Szturm na Zakopane. Balangowicze to gorszy sort klienta
W Zakopanem trwają przygotowania do Sylwestra Marzeń z Dwójką. TVP przygotowała 30 tys. miejsc. Przed tygodniem wyczerpała się pula 9 tys. biletów dla osób, które nie muszą pokazywać certyfikatu szczepienia przeciwko COVID-19. TVP oczekuje od nich "dobrowolnego okazania testu" i wypełnienia oświadczenia o stanie zdrowia.
Właśnie sektory dla niezaszczepionych imprezowiczów napawają niepokojem zakopiańczyków.
- Zazwyczaj za płotem wokół sceny bawi się drugie tyle osób, niż oficjalnie zaplanował organizator. Naprawdę nie rozumiem tej decyzji, że w takim czasie organizuje się imprezę masową dla osób niezaszczepionych. W wielu stolicach europejskich sylwestrowe imprezy są odwołane, a my mamy być wyjątkiem, który jest odporny na epidemię. To się skończy tym, że narodzi się jakaś nowa mutacja koronawirusa zakopiańskiego. Jestem po prostu przerażona - mówi WP Agata Wojtowicz, prezes Tatrzańskiej Izby Gospodarczej.
W innym tonie wypowiadały się władze Zakopanego, komentując, że pandemia osłabła i cieszy ich powrót imprezy sylwestrowej do miasta. Rok temu Sylwester z Dwójką odbywał się w Ostródzie i przy niewielkiej liczbie publiczności. Jednak w całej Polsce od godziny 19 obowiązywała wówczas godzina policyjna, czyli zakaz wychodzenia z domu.
Izba Gospodarcza szacuje, że do Zakopanego zjedzie 80-100 tys. imprezowiczów. Przy czym większość z nich tylko na jedną noc. - Biznesowo nie zyskujemy na takim sylwestrze, bo większość widzów to osoby niezainteresowane dłuższym pobytem.

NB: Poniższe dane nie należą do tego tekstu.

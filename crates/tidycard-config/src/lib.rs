use std::collections::BTreeMap;
use std::env;
use std::fs;
use std::path::{Path, PathBuf};

use serde::Deserialize;
use thiserror::Error;
use tidycard_core::names::{
    AllowList, ConnectorWords, OverrideTable, SpuriousLetter, SurnameDictionary,
};
use tidycard_core::{CoreError, Normalizer, UnrecoverablePolicy};

const APP_DIR: &str = "tidycard";
const CONFIG_FILENAME: &str = "config.toml";

pub const DEFAULT_SAMPLE_SIZE: usize = 50;
pub const DEFAULT_SQL_BATCH_SIZE: usize = 100;
pub const DEFAULT_VALID_FLAG: &str = "valid";
pub const DEFAULT_TEMP_TABLE: &str = "numeros_a_eliminar";
pub const DEFAULT_PHONE_COLUMN: &str = "phoneNumber";
pub const DEFAULT_TABLES: [&str; 2] = ["Contactos", "IA_CRM_Clientes"];
pub const DEFAULT_VALIDITY_CANDIDATES: [&str; 5] = [
    "numeros_con_whatsapp.csv",
    "whapi_results.csv",
    "validated_numbers.csv",
    "whatsapp_valid.csv",
    "resultados_whapi.csv",
];

#[derive(Debug, Clone)]
pub struct AppConfig {
    pub spurious_letter: SpuriousLetter,
    pub extended_connectors: bool,
    pub unrecoverable: UnrecoverablePolicy,
    pub sample_size: usize,
    pub lexicon: LexiconConfig,
    pub overrides: BTreeMap<String, String>,
    pub validity: ValidityConfig,
    pub sql: SqlConfig,
}

#[derive(Debug, Clone, Default)]
pub struct LexiconConfig {
    pub allow_list: Vec<String>,
    pub stems: Vec<String>,
}

#[derive(Debug, Clone)]
pub struct ValidityConfig {
    pub search_dir: PathBuf,
    pub candidates: Vec<String>,
    pub valid_flag: String,
}

#[derive(Debug, Clone)]
pub struct SqlConfig {
    pub temp_table: String,
    pub column: String,
    pub tables: Vec<String>,
    pub batch_size: usize,
}

impl Default for AppConfig {
    fn default() -> Self {
        Self {
            spurious_letter: SpuriousLetter::default(),
            extended_connectors: false,
            unrecoverable: UnrecoverablePolicy::Keep,
            sample_size: DEFAULT_SAMPLE_SIZE,
            lexicon: LexiconConfig::default(),
            overrides: BTreeMap::new(),
            validity: ValidityConfig {
                search_dir: PathBuf::from("."),
                candidates: DEFAULT_VALIDITY_CANDIDATES
                    .iter()
                    .map(ToString::to_string)
                    .collect(),
                valid_flag: DEFAULT_VALID_FLAG.to_string(),
            },
            sql: SqlConfig {
                temp_table: DEFAULT_TEMP_TABLE.to_string(),
                column: DEFAULT_PHONE_COLUMN.to_string(),
                tables: DEFAULT_TABLES.iter().map(ToString::to_string).collect(),
                batch_size: DEFAULT_SQL_BATCH_SIZE,
            },
        }
    }
}

impl AppConfig {
    /// Builds the name cleaner: built-in tables extended by the configured
    /// allow-list, stems, and overrides.
    pub fn build_normalizer(&self) -> Result<Normalizer> {
        let mut allow_list = AllowList::builtin();
        allow_list.extend(&self.lexicon.allow_list)?;

        let mut stems = SurnameDictionary::builtin();
        stems.prepend(&self.lexicon.stems)?;

        let mut overrides = OverrideTable::builtin();
        for (raw, cleaned) in &self.overrides {
            overrides.insert(raw.as_str(), cleaned.as_str())?;
        }

        let connectors = if self.extended_connectors {
            ConnectorWords::extended()
        } else {
            ConnectorWords::base()
        };

        Ok(Normalizer::builder()
            .overrides(overrides)
            .allow_list(allow_list)
            .stems(stems)
            .spurious_letter(self.spurious_letter)
            .connectors(connectors)
            .build())
    }
}

#[derive(Debug, Error)]
pub enum ConfigError {
    #[error("missing home directory")]
    MissingHomeDir,
    #[error("invalid config path: {0}")]
    InvalidConfigPath(PathBuf),
    #[error("config file not found: {0}")]
    MissingConfigFile(PathBuf),
    #[error("invalid sample_size value: {0}")]
    InvalidSampleSize(usize),
    #[error("invalid sql.batch_size value: {0}")]
    InvalidBatchSize(usize),
    #[error("sql.tables must list at least one table")]
    EmptyTables,
    #[error("validity.candidates must list at least one file name")]
    EmptyCandidates,
    #[error("invalid name tables: {0}")]
    Names(#[from] CoreError),
    #[error("failed to read config file {path}: {source}")]
    Read {
        path: PathBuf,
        #[source]
        source: std::io::Error,
    },
    #[error("failed to parse config file {path}: {source}")]
    Parse {
        path: PathBuf,
        #[source]
        source: toml::de::Error,
    },
}

pub type Result<T> = std::result::Result<T, ConfigError>;

#[derive(Debug, Default, Deserialize)]
#[serde(deny_unknown_fields)]
struct ConfigFile {
    spurious_letter: Option<String>,
    extended_connectors: Option<bool>,
    unrecoverable: Option<UnrecoverablePolicy>,
    sample_size: Option<usize>,
    lexicon: Option<LexiconFile>,
    overrides: Option<BTreeMap<String, String>>,
    validity: Option<ValidityFile>,
    sql: Option<SqlFile>,
}

#[derive(Debug, Default, Deserialize)]
#[serde(deny_unknown_fields)]
struct LexiconFile {
    allow_list: Option<Vec<String>>,
    stems: Option<Vec<String>>,
}

#[derive(Debug, Default, Deserialize)]
#[serde(deny_unknown_fields)]
struct ValidityFile {
    search_dir: Option<PathBuf>,
    candidates: Option<Vec<String>>,
    valid_flag: Option<String>,
}

#[derive(Debug, Default, Deserialize)]
#[serde(deny_unknown_fields)]
struct SqlFile {
    temp_table: Option<String>,
    column: Option<String>,
    tables: Option<Vec<String>>,
    batch_size: Option<usize>,
}

pub fn load(config_path: Option<PathBuf>) -> Result<AppConfig> {
    let required = config_path.is_some();
    let path = match resolve_config_path(config_path.clone()) {
        Ok(path) => path,
        Err(ConfigError::MissingHomeDir) if !required => return Ok(AppConfig::default()),
        Err(ConfigError::InvalidConfigPath(_)) if !required => return Ok(AppConfig::default()),
        Err(err) => return Err(err),
    };
    match load_at_path(&path, required)? {
        Some(config) => Ok(config),
        None => Ok(AppConfig::default()),
    }
}

pub fn resolve_config_path(custom: Option<PathBuf>) -> Result<PathBuf> {
    match custom {
        Some(path) => {
            if path.as_os_str().is_empty() {
                return Err(ConfigError::InvalidConfigPath(path));
            }
            Ok(path)
        }
        None => {
            let base = if let Some(dir) = env::var_os("XDG_CONFIG_HOME") {
                let path = PathBuf::from(dir);
                if path.as_os_str().is_empty() {
                    return Err(ConfigError::InvalidConfigPath(path));
                }
                path
            } else {
                let home = dirs::home_dir().ok_or(ConfigError::MissingHomeDir)?;
                home.join(".config")
            };
            Ok(base.join(APP_DIR).join(CONFIG_FILENAME))
        }
    }
}

fn load_at_path(path: &Path, required: bool) -> Result<Option<AppConfig>> {
    if !path.exists() {
        if required {
            return Err(ConfigError::MissingConfigFile(path.to_path_buf()));
        }
        return Ok(None);
    }

    let contents = fs::read_to_string(path).map_err(|source| ConfigError::Read {
        path: path.to_path_buf(),
        source,
    })?;
    let parsed: ConfigFile = toml::from_str(&contents).map_err(|source| ConfigError::Parse {
        path: path.to_path_buf(),
        source,
    })?;
    Ok(Some(merge_config(parsed)?))
}

fn merge_config(parsed: ConfigFile) -> Result<AppConfig> {
    let mut config = AppConfig::default();

    if let Some(letter) = parsed.spurious_letter {
        config.spurious_letter = SpuriousLetter::parse(&letter)?;
    }
    if let Some(extended) = parsed.extended_connectors {
        config.extended_connectors = extended;
    }
    if let Some(policy) = parsed.unrecoverable {
        config.unrecoverable = policy;
    }
    if let Some(sample_size) = parsed.sample_size {
        if sample_size == 0 {
            return Err(ConfigError::InvalidSampleSize(sample_size));
        }
        config.sample_size = sample_size;
    }

    if let Some(lexicon) = parsed.lexicon {
        if let Some(allow_list) = lexicon.allow_list {
            config.lexicon.allow_list = allow_list;
        }
        if let Some(stems) = lexicon.stems {
            config.lexicon.stems = stems;
        }
    }
    if let Some(overrides) = parsed.overrides {
        config.overrides = overrides;
    }

    if let Some(validity) = parsed.validity {
        if let Some(search_dir) = validity.search_dir {
            config.validity.search_dir = search_dir;
        }
        if let Some(candidates) = validity.candidates {
            if candidates.is_empty() {
                return Err(ConfigError::EmptyCandidates);
            }
            config.validity.candidates = candidates;
        }
        if let Some(valid_flag) = validity.valid_flag {
            config.validity.valid_flag = valid_flag.trim().to_string();
        }
    }

    if let Some(sql) = parsed.sql {
        if let Some(temp_table) = sql.temp_table {
            config.sql.temp_table = temp_table;
        }
        if let Some(column) = sql.column {
            config.sql.column = column;
        }
        if let Some(tables) = sql.tables {
            if tables.is_empty() {
                return Err(ConfigError::EmptyTables);
            }
            config.sql.tables = tables;
        }
        if let Some(batch_size) = sql.batch_size {
            if batch_size == 0 {
                return Err(ConfigError::InvalidBatchSize(batch_size));
            }
            config.sql.batch_size = batch_size;
        }
    }

    // Surface bad lexicon or override entries at load time.
    config.build_normalizer()?;

    Ok(config)
}

#[cfg(test)]
mod tests {
    use super::{load_at_path, merge_config, ConfigError, ConfigFile, LexiconFile, SqlFile};
    use std::collections::BTreeMap;
    use std::fs;
    use tempfile::TempDir;
    use tidycard_core::UnrecoverablePolicy;

    #[test]
    fn merge_config_applies_values() {
        let parsed = ConfigFile {
            spurious_letter: Some("B".to_string()),
            unrecoverable: Some(UnrecoverablePolicy::Drop),
            sample_size: Some(10),
            lexicon: Some(LexiconFile {
                allow_list: Some(vec!["Bianca".to_string()]),
                stems: Some(vec!["fino".to_string()]),
            }),
            sql: Some(SqlFile {
                batch_size: Some(25),
                ..SqlFile::default()
            }),
            ..ConfigFile::default()
        };
        let merged = merge_config(parsed).expect("merge");
        assert_eq!(merged.spurious_letter.as_char(), 'B');
        assert_eq!(merged.unrecoverable, UnrecoverablePolicy::Drop);
        assert_eq!(merged.sample_size, 10);
        assert_eq!(merged.sql.batch_size, 25);
        assert_eq!(merged.sql.tables, vec!["Contactos", "IA_CRM_Clientes"]);

        let normalizer = merged.build_normalizer().expect("normalizer");
        let outcome = normalizer.normalize("Bdanielfino");
        assert_eq!(outcome.cleaned_name.as_deref(), Some("Daniel Fino"));
        assert_eq!(
            normalizer.normalize("Bianca").cleaned_name.as_deref(),
            Some("Bianca")
        );
    }

    #[test]
    fn merge_config_rejects_invalid_values() {
        let bad_letter = ConfigFile {
            spurious_letter: Some("ab".to_string()),
            ..ConfigFile::default()
        };
        assert!(matches!(merge_config(bad_letter), Err(ConfigError::Names(_))));

        let bad_batch = ConfigFile {
            sql: Some(SqlFile {
                batch_size: Some(0),
                ..SqlFile::default()
            }),
            ..ConfigFile::default()
        };
        assert!(matches!(
            merge_config(bad_batch),
            Err(ConfigError::InvalidBatchSize(0))
        ));

        let mut overrides = BTreeMap::new();
        overrides.insert("Aana".to_string(), "  ".to_string());
        let bad_override = ConfigFile {
            overrides: Some(overrides),
            ..ConfigFile::default()
        };
        assert!(matches!(merge_config(bad_override), Err(ConfigError::Names(_))));
    }

    #[test]
    fn load_at_path_requires_file_when_requested() {
        let temp = TempDir::new().expect("tempdir");
        let missing = temp.path().join("config.toml");
        let err = load_at_path(&missing, true).unwrap_err();
        let message = err.to_string();
        assert!(message.contains("config file not found"));
    }

    #[test]
    fn load_at_path_skips_missing_default_file() {
        let temp = TempDir::new().expect("tempdir");
        let missing = temp.path().join("config.toml");
        assert!(load_at_path(&missing, false).expect("load").is_none());
    }

    #[test]
    fn load_at_path_parses_toml() {
        let temp = TempDir::new().expect("tempdir");
        let path = temp.path().join("config.toml");
        fs::write(
            &path,
            "extended_connectors = true\nunrecoverable = \"drop\"\n\n[overrides]\n\"Acarlos\" = \"Carlos Andrés\"\n\n[validity]\nsearch_dir = \"data\"\nvalid_flag = \"ok\"\n\n[sql]\ntables = [\"Contacts\"]\n",
        )
        .expect("write config");

        let config = load_at_path(&path, true).expect("load").expect("config");
        assert!(config.extended_connectors);
        assert_eq!(config.unrecoverable, UnrecoverablePolicy::Drop);
        assert_eq!(config.validity.valid_flag, "ok");
        assert_eq!(config.validity.search_dir.to_string_lossy(), "data");
        assert_eq!(config.sql.tables, vec!["Contacts"]);

        let normalizer = config.build_normalizer().expect("normalizer");
        assert_eq!(
            normalizer.normalize("Acarlos").cleaned_name.as_deref(),
            Some("Carlos Andrés")
        );
    }

    #[test]
    fn load_at_path_rejects_unknown_keys() {
        let temp = TempDir::new().expect("tempdir");
        let path = temp.path().join("config.toml");
        fs::write(&path, "due_soon_days = 5\n").expect("write config");
        let err = load_at_path(&path, true).unwrap_err();
        assert!(matches!(err, ConfigError::Parse { .. }));
    }
}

W takich dniach miasto ledwo dyszy, korkuje się, bo zamykane są kolejne ulice wokół centrum - dodaje prezes Wojtowicz.
Sylwester Marzeń w Zakopanem. Mieszkanka żąda ściszenia muzyki
Według "Tygodnika Podhalańskiego" część mieszkańców Zakopanego jest niechętna imprezie. "Zakopane nie składa się tylko i wyłącznie z miłośników muzyki disco-polo, którzy zarabiają na turystach. Są także i ci mieszkańcy, którym nie podoba się organizacja tak wielkiej imprezy, którzy narzekają na brud, alkoholowe ekscesy, wrzaski, korki" - komentowała redakcja.
Według tygodnika jedna z mieszkanek zwróciła się do policji i urzędu miasta z żądaniem ściszenia muzyki podczas trwających prób.
"Nie wszyscy obywatele są zdrowi i nie wszyscy muszą albo zwyczajnie mają ochotę słuchać huku dobywającego się z Równi. Poszanowanie prawa nas wszystkich jest najważniejsze! (...) Mamy prawo we własnym mieście żyć w spokoju niezakłócanym przez odwiedzających nas gości" - napisała w mailu do służb i urzędników.